(Data excerpts)
○ ○ ○ ○ ○ ○ ○
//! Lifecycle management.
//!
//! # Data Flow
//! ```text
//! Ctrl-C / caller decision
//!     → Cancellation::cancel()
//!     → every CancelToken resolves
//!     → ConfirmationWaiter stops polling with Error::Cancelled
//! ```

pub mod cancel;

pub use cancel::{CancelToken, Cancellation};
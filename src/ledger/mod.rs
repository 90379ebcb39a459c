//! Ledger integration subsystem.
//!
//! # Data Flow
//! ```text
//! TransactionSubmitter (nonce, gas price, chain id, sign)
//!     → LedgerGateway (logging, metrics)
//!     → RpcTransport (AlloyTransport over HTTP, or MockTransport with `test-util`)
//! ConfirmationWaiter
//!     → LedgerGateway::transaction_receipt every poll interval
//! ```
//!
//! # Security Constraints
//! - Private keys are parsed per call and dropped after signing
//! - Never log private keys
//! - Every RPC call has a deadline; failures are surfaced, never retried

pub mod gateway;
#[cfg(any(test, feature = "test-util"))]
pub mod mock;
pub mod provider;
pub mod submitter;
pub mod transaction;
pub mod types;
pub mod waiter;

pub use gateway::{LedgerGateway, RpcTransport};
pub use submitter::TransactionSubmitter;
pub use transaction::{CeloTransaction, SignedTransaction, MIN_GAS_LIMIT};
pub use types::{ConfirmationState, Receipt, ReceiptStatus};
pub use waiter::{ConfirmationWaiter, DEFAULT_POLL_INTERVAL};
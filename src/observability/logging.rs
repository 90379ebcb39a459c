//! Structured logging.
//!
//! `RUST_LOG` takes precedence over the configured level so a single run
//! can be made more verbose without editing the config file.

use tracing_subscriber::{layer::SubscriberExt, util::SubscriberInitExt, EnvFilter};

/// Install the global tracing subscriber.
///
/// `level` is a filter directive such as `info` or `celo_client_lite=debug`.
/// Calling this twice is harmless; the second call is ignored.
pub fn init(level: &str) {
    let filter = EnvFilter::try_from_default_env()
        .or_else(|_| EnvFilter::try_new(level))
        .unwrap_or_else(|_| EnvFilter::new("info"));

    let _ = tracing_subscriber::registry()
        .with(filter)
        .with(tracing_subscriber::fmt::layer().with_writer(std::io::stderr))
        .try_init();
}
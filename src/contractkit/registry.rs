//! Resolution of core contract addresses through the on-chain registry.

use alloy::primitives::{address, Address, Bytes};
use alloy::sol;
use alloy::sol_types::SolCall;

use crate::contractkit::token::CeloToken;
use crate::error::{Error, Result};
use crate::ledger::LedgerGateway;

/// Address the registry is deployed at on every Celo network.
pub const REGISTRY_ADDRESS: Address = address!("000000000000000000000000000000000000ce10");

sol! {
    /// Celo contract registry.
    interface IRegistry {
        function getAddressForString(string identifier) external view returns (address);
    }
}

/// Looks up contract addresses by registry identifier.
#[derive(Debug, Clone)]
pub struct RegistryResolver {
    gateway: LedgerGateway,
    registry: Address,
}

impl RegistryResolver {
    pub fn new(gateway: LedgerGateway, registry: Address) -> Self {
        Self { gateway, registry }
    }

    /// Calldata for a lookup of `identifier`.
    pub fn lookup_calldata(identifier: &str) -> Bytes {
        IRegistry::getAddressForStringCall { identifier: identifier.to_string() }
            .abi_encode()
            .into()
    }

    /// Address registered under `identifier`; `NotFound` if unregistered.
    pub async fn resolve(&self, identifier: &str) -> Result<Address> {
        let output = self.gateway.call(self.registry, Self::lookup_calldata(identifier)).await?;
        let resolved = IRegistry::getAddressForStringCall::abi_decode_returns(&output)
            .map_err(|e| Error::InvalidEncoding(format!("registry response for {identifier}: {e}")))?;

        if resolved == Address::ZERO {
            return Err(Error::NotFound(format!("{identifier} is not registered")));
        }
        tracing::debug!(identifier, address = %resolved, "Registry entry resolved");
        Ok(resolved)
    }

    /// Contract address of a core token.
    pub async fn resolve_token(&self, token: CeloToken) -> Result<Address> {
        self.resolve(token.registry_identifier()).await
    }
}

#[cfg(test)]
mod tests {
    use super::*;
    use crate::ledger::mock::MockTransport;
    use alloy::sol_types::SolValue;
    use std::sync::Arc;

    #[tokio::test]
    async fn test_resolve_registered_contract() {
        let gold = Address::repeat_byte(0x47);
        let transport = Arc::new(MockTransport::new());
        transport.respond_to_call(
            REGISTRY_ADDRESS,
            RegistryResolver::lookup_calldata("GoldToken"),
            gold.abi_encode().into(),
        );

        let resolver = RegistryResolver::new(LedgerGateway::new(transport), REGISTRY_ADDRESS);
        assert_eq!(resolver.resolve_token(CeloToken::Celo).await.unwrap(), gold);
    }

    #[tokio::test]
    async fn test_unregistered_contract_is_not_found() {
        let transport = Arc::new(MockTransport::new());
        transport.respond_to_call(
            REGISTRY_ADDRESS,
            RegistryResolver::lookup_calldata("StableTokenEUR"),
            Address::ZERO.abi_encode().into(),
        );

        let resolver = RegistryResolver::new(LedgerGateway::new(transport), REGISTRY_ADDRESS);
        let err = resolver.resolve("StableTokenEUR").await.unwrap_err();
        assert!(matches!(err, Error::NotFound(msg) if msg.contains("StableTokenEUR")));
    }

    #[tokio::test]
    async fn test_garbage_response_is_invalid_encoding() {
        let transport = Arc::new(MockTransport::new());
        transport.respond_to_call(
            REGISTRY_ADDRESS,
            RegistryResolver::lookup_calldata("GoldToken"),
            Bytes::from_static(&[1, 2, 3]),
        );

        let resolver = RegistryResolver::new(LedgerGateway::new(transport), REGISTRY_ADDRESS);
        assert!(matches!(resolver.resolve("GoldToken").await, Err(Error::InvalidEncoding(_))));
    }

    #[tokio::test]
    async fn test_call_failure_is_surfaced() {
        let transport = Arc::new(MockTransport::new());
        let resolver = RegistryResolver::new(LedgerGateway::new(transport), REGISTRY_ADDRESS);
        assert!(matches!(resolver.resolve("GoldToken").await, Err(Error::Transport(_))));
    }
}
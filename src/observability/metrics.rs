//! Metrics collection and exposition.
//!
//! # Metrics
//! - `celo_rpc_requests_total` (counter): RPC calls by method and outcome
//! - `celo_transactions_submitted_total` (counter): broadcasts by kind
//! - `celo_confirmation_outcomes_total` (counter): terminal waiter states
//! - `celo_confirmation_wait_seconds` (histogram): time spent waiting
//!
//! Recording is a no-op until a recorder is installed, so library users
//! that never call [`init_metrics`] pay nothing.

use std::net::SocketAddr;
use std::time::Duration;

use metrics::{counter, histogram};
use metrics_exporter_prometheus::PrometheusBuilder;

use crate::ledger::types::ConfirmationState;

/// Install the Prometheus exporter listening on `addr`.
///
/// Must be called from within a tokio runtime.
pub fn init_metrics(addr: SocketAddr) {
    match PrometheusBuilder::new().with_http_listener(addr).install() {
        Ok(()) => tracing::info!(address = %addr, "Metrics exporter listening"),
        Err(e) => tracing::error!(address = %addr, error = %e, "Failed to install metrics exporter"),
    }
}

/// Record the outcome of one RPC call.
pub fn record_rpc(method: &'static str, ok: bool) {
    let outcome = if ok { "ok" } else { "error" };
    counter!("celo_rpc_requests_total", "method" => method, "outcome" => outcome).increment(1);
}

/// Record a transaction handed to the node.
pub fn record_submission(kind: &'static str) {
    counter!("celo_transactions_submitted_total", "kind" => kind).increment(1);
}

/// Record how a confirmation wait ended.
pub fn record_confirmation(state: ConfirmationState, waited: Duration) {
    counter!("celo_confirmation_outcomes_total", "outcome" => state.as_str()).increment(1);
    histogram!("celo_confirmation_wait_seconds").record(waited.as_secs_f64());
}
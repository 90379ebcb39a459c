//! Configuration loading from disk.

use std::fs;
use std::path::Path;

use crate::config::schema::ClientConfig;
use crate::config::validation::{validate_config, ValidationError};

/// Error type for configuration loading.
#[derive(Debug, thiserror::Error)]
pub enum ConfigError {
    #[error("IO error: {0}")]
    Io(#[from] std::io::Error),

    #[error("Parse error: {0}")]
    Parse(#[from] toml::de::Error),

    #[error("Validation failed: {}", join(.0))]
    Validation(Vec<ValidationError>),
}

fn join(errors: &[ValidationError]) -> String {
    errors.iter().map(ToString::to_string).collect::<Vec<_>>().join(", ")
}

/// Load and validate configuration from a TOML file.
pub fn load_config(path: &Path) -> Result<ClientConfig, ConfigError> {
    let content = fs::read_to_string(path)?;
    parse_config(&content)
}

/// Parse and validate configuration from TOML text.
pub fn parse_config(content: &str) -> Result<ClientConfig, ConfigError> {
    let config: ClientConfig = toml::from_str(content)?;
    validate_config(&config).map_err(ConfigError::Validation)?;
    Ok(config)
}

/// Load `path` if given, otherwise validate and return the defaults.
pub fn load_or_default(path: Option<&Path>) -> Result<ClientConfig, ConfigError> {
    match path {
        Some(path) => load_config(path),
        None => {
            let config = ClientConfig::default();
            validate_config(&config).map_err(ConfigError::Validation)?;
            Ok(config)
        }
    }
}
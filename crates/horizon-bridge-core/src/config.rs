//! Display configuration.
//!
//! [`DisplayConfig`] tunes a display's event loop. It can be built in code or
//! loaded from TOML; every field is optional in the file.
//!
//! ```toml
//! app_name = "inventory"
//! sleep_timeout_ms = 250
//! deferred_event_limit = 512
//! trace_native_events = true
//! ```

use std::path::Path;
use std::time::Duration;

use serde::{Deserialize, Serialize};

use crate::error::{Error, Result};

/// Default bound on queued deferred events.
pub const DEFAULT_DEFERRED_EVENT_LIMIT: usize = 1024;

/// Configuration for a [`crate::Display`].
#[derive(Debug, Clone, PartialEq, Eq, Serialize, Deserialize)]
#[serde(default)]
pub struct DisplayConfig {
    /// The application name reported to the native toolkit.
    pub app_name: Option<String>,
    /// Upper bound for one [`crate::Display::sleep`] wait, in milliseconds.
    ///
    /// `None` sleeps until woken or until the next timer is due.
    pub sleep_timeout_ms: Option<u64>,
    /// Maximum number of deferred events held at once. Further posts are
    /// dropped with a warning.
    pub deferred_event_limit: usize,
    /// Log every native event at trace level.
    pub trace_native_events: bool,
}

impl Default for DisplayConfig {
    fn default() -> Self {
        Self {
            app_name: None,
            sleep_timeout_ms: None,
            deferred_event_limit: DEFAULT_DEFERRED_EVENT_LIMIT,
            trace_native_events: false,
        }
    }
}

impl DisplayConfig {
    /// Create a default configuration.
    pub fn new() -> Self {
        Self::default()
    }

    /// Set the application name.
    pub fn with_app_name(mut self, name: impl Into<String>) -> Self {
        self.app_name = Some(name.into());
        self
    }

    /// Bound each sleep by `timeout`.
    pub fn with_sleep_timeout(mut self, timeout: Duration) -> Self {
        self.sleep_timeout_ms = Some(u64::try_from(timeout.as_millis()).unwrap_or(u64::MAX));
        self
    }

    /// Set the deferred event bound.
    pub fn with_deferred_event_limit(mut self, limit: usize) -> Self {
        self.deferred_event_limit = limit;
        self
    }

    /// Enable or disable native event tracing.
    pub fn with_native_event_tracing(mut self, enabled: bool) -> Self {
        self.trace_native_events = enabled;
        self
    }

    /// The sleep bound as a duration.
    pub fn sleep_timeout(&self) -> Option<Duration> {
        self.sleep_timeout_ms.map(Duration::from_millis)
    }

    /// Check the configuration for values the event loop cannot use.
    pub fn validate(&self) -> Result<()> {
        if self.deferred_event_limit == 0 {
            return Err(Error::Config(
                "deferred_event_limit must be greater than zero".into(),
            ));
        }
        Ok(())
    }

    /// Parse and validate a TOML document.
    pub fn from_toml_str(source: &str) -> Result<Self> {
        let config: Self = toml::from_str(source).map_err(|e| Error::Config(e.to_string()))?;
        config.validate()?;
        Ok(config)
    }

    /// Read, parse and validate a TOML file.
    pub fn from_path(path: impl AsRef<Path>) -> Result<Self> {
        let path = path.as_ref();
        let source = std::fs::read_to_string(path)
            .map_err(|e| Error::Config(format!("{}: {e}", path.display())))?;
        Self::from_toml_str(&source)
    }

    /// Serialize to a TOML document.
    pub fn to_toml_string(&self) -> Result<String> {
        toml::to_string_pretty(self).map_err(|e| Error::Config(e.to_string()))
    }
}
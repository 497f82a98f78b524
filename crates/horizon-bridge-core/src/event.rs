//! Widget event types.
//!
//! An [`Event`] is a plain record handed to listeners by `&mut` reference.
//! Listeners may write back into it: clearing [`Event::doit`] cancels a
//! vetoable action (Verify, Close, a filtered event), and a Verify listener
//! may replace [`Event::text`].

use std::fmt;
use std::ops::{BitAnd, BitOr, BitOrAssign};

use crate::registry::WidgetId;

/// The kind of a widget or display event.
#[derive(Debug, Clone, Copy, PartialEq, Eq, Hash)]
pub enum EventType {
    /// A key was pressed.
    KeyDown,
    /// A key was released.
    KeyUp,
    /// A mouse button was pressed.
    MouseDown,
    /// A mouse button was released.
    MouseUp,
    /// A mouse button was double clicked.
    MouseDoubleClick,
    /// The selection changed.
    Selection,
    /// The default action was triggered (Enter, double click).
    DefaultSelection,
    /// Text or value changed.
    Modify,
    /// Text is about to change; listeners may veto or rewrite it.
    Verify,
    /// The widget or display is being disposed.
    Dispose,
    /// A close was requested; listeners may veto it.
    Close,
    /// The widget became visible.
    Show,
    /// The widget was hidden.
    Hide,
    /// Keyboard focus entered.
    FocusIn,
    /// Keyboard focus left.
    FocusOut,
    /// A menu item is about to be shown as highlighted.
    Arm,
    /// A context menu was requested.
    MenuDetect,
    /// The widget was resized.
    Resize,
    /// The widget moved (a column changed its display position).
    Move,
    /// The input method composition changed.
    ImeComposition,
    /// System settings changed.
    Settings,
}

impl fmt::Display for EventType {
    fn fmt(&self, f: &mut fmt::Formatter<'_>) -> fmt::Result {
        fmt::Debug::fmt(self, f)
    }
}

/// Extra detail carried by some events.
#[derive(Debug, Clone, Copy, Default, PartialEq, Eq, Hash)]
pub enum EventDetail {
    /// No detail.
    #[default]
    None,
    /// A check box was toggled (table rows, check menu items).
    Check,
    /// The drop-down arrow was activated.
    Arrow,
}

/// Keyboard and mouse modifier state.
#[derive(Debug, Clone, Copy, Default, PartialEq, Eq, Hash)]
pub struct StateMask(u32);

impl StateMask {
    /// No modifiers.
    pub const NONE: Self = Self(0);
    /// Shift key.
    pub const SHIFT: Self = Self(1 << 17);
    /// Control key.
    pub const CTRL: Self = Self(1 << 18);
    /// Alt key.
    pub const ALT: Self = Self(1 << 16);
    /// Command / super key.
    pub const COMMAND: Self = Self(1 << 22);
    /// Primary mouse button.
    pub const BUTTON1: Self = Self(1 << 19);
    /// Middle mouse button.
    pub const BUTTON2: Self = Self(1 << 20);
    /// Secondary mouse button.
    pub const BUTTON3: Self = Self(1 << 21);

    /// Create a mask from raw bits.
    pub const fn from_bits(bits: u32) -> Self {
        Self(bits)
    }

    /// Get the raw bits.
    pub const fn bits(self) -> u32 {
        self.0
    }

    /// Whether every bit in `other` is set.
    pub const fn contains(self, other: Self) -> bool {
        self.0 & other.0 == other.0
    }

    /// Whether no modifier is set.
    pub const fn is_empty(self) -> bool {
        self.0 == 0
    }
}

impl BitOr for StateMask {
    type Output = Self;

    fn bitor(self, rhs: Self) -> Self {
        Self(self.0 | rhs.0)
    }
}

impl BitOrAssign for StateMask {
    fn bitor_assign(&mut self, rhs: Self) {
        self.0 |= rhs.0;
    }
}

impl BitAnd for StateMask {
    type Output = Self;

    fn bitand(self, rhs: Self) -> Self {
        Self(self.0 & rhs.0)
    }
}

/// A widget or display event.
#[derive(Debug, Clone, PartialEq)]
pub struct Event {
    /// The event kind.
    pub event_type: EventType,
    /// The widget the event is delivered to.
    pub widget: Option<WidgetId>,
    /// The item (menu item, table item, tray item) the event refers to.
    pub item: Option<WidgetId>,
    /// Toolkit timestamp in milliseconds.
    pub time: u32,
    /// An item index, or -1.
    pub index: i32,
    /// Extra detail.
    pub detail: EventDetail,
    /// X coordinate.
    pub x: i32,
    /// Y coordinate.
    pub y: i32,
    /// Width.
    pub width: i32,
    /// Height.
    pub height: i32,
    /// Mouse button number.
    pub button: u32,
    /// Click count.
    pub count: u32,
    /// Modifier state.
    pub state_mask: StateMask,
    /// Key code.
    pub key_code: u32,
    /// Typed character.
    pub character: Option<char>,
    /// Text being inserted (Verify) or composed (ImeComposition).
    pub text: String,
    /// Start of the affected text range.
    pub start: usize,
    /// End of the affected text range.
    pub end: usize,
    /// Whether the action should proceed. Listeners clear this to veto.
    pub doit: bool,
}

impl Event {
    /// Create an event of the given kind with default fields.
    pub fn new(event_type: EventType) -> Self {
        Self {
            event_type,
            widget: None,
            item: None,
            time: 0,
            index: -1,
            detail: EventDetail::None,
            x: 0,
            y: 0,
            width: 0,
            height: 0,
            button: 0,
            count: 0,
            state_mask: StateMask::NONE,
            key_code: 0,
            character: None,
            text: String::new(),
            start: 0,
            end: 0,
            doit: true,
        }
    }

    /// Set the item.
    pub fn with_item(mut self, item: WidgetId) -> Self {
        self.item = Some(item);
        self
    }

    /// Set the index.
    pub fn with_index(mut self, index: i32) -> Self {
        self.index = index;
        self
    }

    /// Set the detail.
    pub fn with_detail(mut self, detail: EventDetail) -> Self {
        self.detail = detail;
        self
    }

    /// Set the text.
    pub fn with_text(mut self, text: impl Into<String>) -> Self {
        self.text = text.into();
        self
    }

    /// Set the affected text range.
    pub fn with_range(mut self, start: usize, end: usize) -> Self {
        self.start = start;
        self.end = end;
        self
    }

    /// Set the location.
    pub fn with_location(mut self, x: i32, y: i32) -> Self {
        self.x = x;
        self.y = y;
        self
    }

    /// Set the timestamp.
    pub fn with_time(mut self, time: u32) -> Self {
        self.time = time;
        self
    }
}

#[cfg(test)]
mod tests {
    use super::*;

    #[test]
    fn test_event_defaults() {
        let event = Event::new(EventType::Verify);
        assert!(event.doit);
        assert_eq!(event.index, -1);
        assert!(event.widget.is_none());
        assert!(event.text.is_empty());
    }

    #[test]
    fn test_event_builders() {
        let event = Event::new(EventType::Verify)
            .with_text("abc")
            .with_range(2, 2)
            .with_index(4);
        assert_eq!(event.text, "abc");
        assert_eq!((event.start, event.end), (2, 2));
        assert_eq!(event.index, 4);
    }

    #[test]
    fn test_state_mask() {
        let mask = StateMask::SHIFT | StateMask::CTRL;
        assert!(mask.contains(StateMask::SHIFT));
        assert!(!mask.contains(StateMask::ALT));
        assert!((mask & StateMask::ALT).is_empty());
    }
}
○ ○ ○ ○ ○ ○ ○
Work instruction
A complete answer lists each line of the data that holds the word "application".

Reply
    /// The application name reported to the native toolkit.
    /// Set the application name.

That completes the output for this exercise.